The location, of course, was the upstairs bedroom in the house in Oxford where Monte and I will be staying for a month in order to have time with our grandson, and this is the bisected pattern of our lives these days. The trip is not getting any easier, and I always underestimate the toll it takes on the body, mind, and pocketbook. I seem to be acquiring new aches that don’t abate, my luggage is laden with worries, and I was wistful for home as soon as we began to drive away. I don’t know why, but I tend to fall more deeply in love with my life at home right before we embark on a journey, and this time, for many reasons, was among the deepest fallings and hardest of leavings.

But as I said, there is futility in trying to make sense of it. Our daughter forged her own trajectory long ago, and this is what we must do to have her in our lives, and we certainly know there are far worse places. Once we are here and I have figured out where here is, a new pattern emerges, and I find my footing and invent my role and look gratefully to Monte for assurance and stability. 

And then, as always, the reasons for everything begin to appear. If they were poems, they would be tiny ones, barely couplets, if they were songs, they would be mere fragments, but fragments that infuse and fuel, glimmers that I might have missed if mired in self-absorption.

There is my daughter paused at a sidewalk vent above the basement of the Bodleian Library, saying, with visible pleasure,  “I can smell the books.” Suddenly she is my little girl again, the one who sniffed books upon opening them, read everything Agatha Christie ever wrote, then led us on a mission to find the author’s home and burial site, which in retrospect may be part of how this whole England thing started, although it is a fool’s quest to try to find some linear narrative in this long meandering journey with its many detours and serendipities. 

But the master of all ceremonies is Felix. Felix, who transformed his bedroom into a campsite with the flick of a large quilt and a fathomless imagination, and implored his Nonna to join him. I obediently lay beside him beneath a ceiling of stars and the lamplight of a moon for a five-minute night that seemed to encompass many hours and yield zero sleep, awakened by the imagined crowing of a rooster in the garden.

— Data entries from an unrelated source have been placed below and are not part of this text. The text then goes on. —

//! End-to-end annotation benchmarks
//!
//! Run with: cargo bench --bench rewrite

use criterion::{BenchmarkId, Criterion, Throughput, black_box, criterion_group, criterion_main};
use tsannotate::{AnnotateOptions, rewrite_with_options};

const SMALL: &str = r#"
function sum(a: number, b: number) { return a + b; }
const multiply = (a: number, b: number) => a * b;
"#;

const MIXED: &str = r#"
interface Item { id: number; price: number; tags: string[]; }
function total(items: Item[]) {
    return items.reduce((acc, item) => acc + item.price, 0);
}
function byTag(items: Item[], tag: string) {
    return items.filter(item => item.tags.includes(tag)).map(item => item.id);
}
class Cart {
    private items: Item[] = [];
    add(item: Item) { this.items.push(item); return this; }
    isEmpty() { return this.items.length === 0; }
    summary() { return { count: this.items.length, total: total(this.items) }; }
}
async function checkout(cart: Cart) {
    const res = await fetch("/checkout", { method: "POST" });
    if (!res.ok) { return null; }
    return res;
}
"#;

fn generate_large_source(functions: usize) -> String {
    (0..functions)
        .map(|i| format!("function f{i}(x: number) {{ if (x > {i}) {{ return x; }} return \"{i}\"; }}\n"))
        .collect()
}

fn bench_rewrite(c: &mut Criterion) {
    let mut group = c.benchmark_group("rewrite");
    let options = AnnotateOptions::default();
    let large = generate_large_source(200);
    let cases = [("small", SMALL), ("mixed", MIXED), ("200_functions", large.as_str())];
    for (name, source) in cases {
        group.throughput(Throughput::Bytes(source.len() as u64));
        group.bench_with_input(BenchmarkId::new("source", name), source, |b, s| {
            b.iter(|| rewrite_with_options(black_box(s), &options));
        });
    }
    group.finish();
}

fn bench_rewrite_without_lib(c: &mut Criterion) {
    let options = AnnotateOptions {
        include_lib: false,
        ..AnnotateOptions::default()
    };
    c.bench_function("rewrite/without_lib", |b| {
        b.iter(|| rewrite_with_options(black_box(SMALL), &options));
    });
}

criterion_group!(benches, bench_rewrite, bench_rewrite_without_lib);
criterion_main!(benches);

“It’s time to get up and explore!” announced Felix, and here I should add that all of his announcements are decrees, issued with an enviable certainty and authority, and all I can do is marvel and accommodate, even to the point of physical exhaustion, which seems to be my normal state now, but with punchiness as a consolation prize.  

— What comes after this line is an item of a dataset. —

//! Type annotation grammar.

use super::Parser;
use crate::ast::*;
use crate::error::AnnotateError;
use crate::lexer::{Span, TokenKind};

Suddenly we must brush our teeth, a crucial part of our morning ritual at camp. Felix had been so enamored of Nonna’s cool travel toothbrush that we spent part of the previous day going into toothbrush stores to find one for him, preferably in green, but they only had folding ones, which are not the same as Nonna’s, a two-part tool that tucks smartly into its own plastic carrying case. I gave him my purple one and ordered a green one from Amazon, but they only came in groups of three, so now there were four colorful toothbrushes to choose from, an embarrassment of riches, but nothing is too fine for an explorer, rescue worker, and all-purpose guy-in-charge like Felix.

So here we were at the campsite brushing our teeth while the rooster crowed and the forest beckoned. And off we went, again and again, and the world keeps expanding into infinite possibilities. There are hills to ascend, trees to climb, and emergencies around every bend. There are sounds of the sea to listen to and the silly songs of cement mixers. Nonna is tired. Very tired.  But also honored and elated to be Felix’s chosen assistant. This is why we’re here. It isn’t even a matter of choice. 

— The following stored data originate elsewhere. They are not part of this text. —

//! Unions, widening and assignability.

use super::types::{Intrinsic, TypeData};
use super::{ProgramContext, TypeId};

impl<'a> ProgramContext<'a> {
    /// Union with literal reduction: `any` and `unknown` absorb everything,
    /// `never` disappears, and a literal next to its primitive is dropped.
    /// Without strict null checks `null` and `undefined` vanish unless they
    /// are all that is left.
    pub(crate) fn union(&mut self, members: Vec<TypeId>) -> TypeId {
        let mut distinct = members.clone();
        distinct.dedup();
        if let [single] = distinct.as_slice() {
            return *single;
        }

        let mut flat = Vec::with_capacity(members.len());
        for member in members {
            match self.types.get(member) {
                TypeData::Union(inner, _) => flat.extend(inner.iter().copied()),
                _ => flat.push(member),
            }
        }
        if flat.contains(&TypeId::ANY) {
            return TypeId::ANY;
        }
        if flat.contains(&TypeId::UNKNOWN) {
            return TypeId::UNKNOWN;
        }
        flat.retain(|&t| t != TypeId::NEVER);
        if !self.strict() && flat.iter().any(|t| !t.is_nullable()) {
            flat.retain(|t| !t.is_nullable());
        }

        let has = |flat: &[TypeId], t: TypeId| flat.contains(&t);
        let keep: Vec<bool> = flat
            .iter()
            .map(|&t| match self.types.get(t) {
                TypeData::StringLiteral(_) => !has(&flat, TypeId::STRING),
                TypeData::NumberLiteral(_) => !has(&flat, TypeId::NUMBER),
                TypeData::BigIntLiteral(_) => !has(&flat, TypeId::BIGINT),
                TypeData::Intrinsic(Intrinsic::True | Intrinsic::False) => {
                    !has(&flat, TypeId::BOOLEAN)
                }
                TypeData::EnumMember(symbol, _) => !flat
                    .iter()
                    .any(|&o| matches!(self.types.get(o), TypeData::Enum(s) if s == symbol)),
                TypeData::Intrinsic(Intrinsic::Undefined) => !has(&flat, TypeId::VOID),
                _ => true,
            })
            .collect();
        let reduced = flat
            .into_iter()
            .zip(keep)
            .filter_map(|(t, keep)| keep.then_some(t))
            .collect();
        self.types.union_of(reduced)
    }

    /// Union that also drops members that are subtypes of other members,
    /// used where several expressions contribute to one inferred type.
    pub(crate) fn subtype_reduced_union(&mut self, members: Vec<TypeId>) -> TypeId {
        let union = self.union(members);
        let members = self.types.constituents(union);
        if members.len() < 2 {
            return union;
        }
        let mut kept = vec![];
        for (index, &member) in members.iter().enumerate() {
            if !self.is_structured(member) {
                kept.push(member);
                continue;
            }
            let absorbed = members.iter().enumerate().any(|(other_index, &other)| {
                other_index != index
                    && self.is_structured(other)
                    && self.is_assignable(member, other)
                    && (!self.is_assignable(other, member) || other_index < index)
            });
            if !absorbed {
                kept.push(member);
            }
        }
        if kept.len() == members.len() {
            return union;
        }
        self.types.union_of(kept)
    }

    fn is_structured(&self, ty: TypeId) -> bool {
        matches!(
            self.types.get(ty),
            TypeData::Object(_)
                | TypeData::Reference(..)
                | TypeData::Array(_)
                | TypeData::Tuple(..)
                | TypeData::TypeofSymbol(_)
        )
    }

    pub(crate) fn intersection(&mut self, members: Vec<TypeId>) -> TypeId {
        let mut flat = vec![];
        for member in members {
            match self.types.get(member) {
                TypeData::Intersection(inner) => flat.extend(inner.iter().copied()),
                _ => flat.push(member),
            }
        }
        if flat.contains(&TypeId::ANY) {
            return TypeId::ANY;
        }
        if flat.contains(&TypeId::NEVER) {
            return TypeId::NEVER;
        }
        flat.retain(|&t| t != TypeId::UNKNOWN);
        let mut seen = vec![];
        flat.retain(|t| {
            if seen.contains(t) {
                false
            } else {
                seen.push(*t);
                true
            }
        });
        self.types.intersection_of(flat)
    }

    /// Widen fresh literal types to their primitives, member by member.
    /// Literals that came from a declared type or `as const` stay.
    pub(crate) fn widen_literal(&mut self, ty: TypeId) -> TypeId {
        if self.types.alias_of(ty).is_some() {
            return ty;
        }
        match self.types.get(ty) {
            TypeData::Union(..) => {
                let members = self.types.constituents(ty);
                let widened = members
                    .into_iter()
                    .map(|m| self.types.widen_fresh(m))
                    .collect();
                self.union(widened)
            }
            _ => self.types.widen_fresh(ty),
        }
    }

    /// The type a mutable binding or property gets from its initializer.
    /// Without strict null checks `null` and `undefined` widen to `any`.
    pub(crate) fn widen_for_declaration(&mut self, ty: TypeId) -> TypeId {
        let widened = self.widen_literal(ty);
        if !self.strict() && widened.is_nullable() {
            return TypeId::ANY;
        }
        widened
    }

    pub(crate) fn is_assignable(&mut self, source: TypeId, target: TypeId) -> bool {
        let source = self.types.regular_of(source);
        let target = self.types.regular_of(target);
        if source == target
            || target == TypeId::ANY
            || target == TypeId::UNKNOWN
            || source == TypeId::ANY
            || source == TypeId::NEVER
        {
            return true;
        }
        if source.is_nullable() && !self.strict() {
            return true;
        }
        if source == TypeId::UNDEFINED && target == TypeId::VOID {
            return true;
        }
        if let Some(&known) = self.assignable.get(&(source, target)) {
            return known;
        }
        if self.relating.contains(&(source, target)) {
            return true;
        }
        if !self.enter() {
            return true;
        }
        self.relating.push((source, target));
        let result = self.structured_assignable(source, target);
        self.relating.pop();
        self.leave();
        self.assignable.insert((source, target), result);
        result
    }

    fn structured_assignable(&mut self, source: TypeId, target: TypeId) -> bool {
        let source_data = self.types.get(source).clone();
        let target_data = self.types.get(target).clone();

        // Deferred alias applications and type parameters are compared
        // leniently; nothing concrete is known about them.
        if matches!(source_data, TypeData::Alias(..) | TypeData::TypeParameter(_))
            || matches!(target_data, TypeData::Alias(..) | TypeData::TypeParameter(_))
        {
            if let TypeData::TypeParameter(_) = source_data
                && let Some(constraint) = self.type_param_constraint(source)
                && !matches!(target_data, TypeData::TypeParameter(_))
            {
                return self.is_assignable(constraint, target);
            }
            return true;
        }

        if let TypeData::Union(members, _) = &source_data {
            return members.iter().all(|&m| self.is_assignable(m, target));
        }
        if source == TypeId::BOOLEAN && self.types.is_union(target) {
            return self.is_assignable(TypeId::FALSE, target)
                && self.is_assignable(TypeId::TRUE, target);
        }
        if let TypeData::Union(members, _) = &target_data {
            return members.iter().any(|&m| self.is_assignable(source, m));
        }
        if let TypeData::Intersection(members) = &target_data {
            return members.iter().all(|&m| self.is_assignable(source, m));
        }
        if let TypeData::Intersection(members) = &source_data {
            if members.iter().any(|&m| self.is_assignable(m, target)) {
                return true;
            }
            return self.is_structurally_assignable(source, target);
        }

        match (&source_data, &target_data) {
            (TypeData::StringLiteral(_), _) if target == TypeId::STRING => return true,
            (TypeData::NumberLiteral(_), _) if target == TypeId::NUMBER => return true,
            (TypeData::BigIntLiteral(_), _) if target == TypeId::BIGINT => return true,
            (TypeData::Intrinsic(Intrinsic::True | Intrinsic::False), _)
                if target == TypeId::BOOLEAN =>
            {
                return true;
            }
            (TypeData::EnumMember(symbol, _), TypeData::Enum(target_symbol)) => {
                return symbol == target_symbol;
            }
            (TypeData::EnumMember(..) | TypeData::Enum(_), _) if target == TypeId::NUMBER => {
                return true;
            }
            (TypeData::NumberLiteral(_), TypeData::Enum(_)) => return true,
            (_, TypeData::Enum(_)) if source == TypeId::NUMBER => return true,
            _ => {}
        }

        if target == TypeId::OBJECT {
            return self.is_structured(source) || matches!(source_data, TypeData::Intersection(_));
        }
        if matches!(target_data, TypeData::Intrinsic(_))
            || matches!(
                target_data,
                TypeData::StringLiteral(_)
                    | TypeData::NumberLiteral(_)
                    | TypeData::BigIntLiteral(_)
                    | TypeData::EnumMember(..)
                    | TypeData::Enum(_)
            )
        {
            return false;
        }

        match (&source_data, &target_data) {
            (TypeData::Array(s), TypeData::Array(t)) => return self.is_assignable(*s, *t),
            (TypeData::Tuple(elements, _), TypeData::Array(t)) => {
                let t = *t;
                return elements.iter().all(|e| {
                    let element = match self.types.get(e.ty) {
                        TypeData::Array(inner) if e.rest => *inner,
                        _ => e.ty,
                    };
                    self.is_assignable(element, t)
                });
            }
            (TypeData::Tuple(sources, _), TypeData::Tuple(targets, _)) => {
                let required = targets.iter().filter(|e| !e.optional && !e.rest).count();
                if sources.len() < required
                    || (sources.len() > targets.len() && !targets.iter().any(|e| e.rest))
                {
                    return false;
                }
                return sources
                    .iter()
                    .zip(targets.iter())
                    .all(|(s, t)| self.is_assignable(s.ty, t.ty));
            }
            (TypeData::Array(_), TypeData::Tuple(..)) => return false,
            (TypeData::Reference(s, source_args), TypeData::Reference(t, target_args))
                if s == t =>
            {
                return source_args
                    .iter()
                    .zip(target_args.iter())
                    .all(|(&a, &b)| self.is_assignable(a, b));
            }
            (TypeData::Reference(..), TypeData::Reference(..)) => {
                let bases = self.base_types(source);
                if bases.into_iter().any(|base| self.is_assignable(base, target)) {
                    return true;
                }
            }
            _ => {}
        }

        self.is_structurally_assignable(source, target)
    }

    /// Every member the target requires exists on the source with an
    /// assignable type, and call and construct signatures line up.
    fn is_structurally_assignable(&mut self, source: TypeId, target: TypeId) -> bool {
        let Some(target_shape) = self.apparent_shape(target) else {
            return false;
        };
        let Some(source_shape) = self.apparent_shape(source) else {
            return false;
        };

        for (name, prop) in &target_shape.properties {
            match self.property_type(source, name) {
                Some(ty) => {
                    if !self.is_assignable(ty, prop.ty) {
                        return false;
                    }
                }
                None if prop.optional => {}
                None => return false,
            }
        }

        for (sources, targets) in [
            (&source_shape.call_signatures, &target_shape.call_signatures),
            (&source_shape.construct_signatures, &target_shape.construct_signatures),
        ] {
            if targets.is_empty() {
                continue;
            }
            let compatible = targets.iter().all(|t| {
                sources.iter().any(|s| {
                    s.min_arguments() <= t.params.len() || t.has_rest()
                })
            });
            if !compatible {
                return false;
            }
            if let (Some(s), Some(t)) = (sources.first(), targets.first())
                && t.return_type != TypeId::VOID
                && !self.is_assignable(s.return_type, t.return_type)
            {
                return false;
            }
        }

        if let Some(index) = &target_shape.string_index {
            let index_ty = index.ty;
            let values: Vec<TypeId> = source_shape.properties.values().map(|p| p.ty).collect();
            if !values.into_iter().all(|v| self.is_assignable(v, index_ty)) {
                return false;
            }
        }
        true
    }
}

And it’s my daughter again, spotting a necklace of aqua-colored beads in the Oxfam charity shop, decisively buying it, putting it on right away, and striding along looking pretty, even a bit fancy, so reminiscent of that little girl I used to know.

But she is also the woman who goes off for a cycle and a swim at night while I can barely drag myself back to the rented house with the bedroom upstairs where I will float, unmoored, until the pale light of daybreak and blackbird harmonics remind me where I am.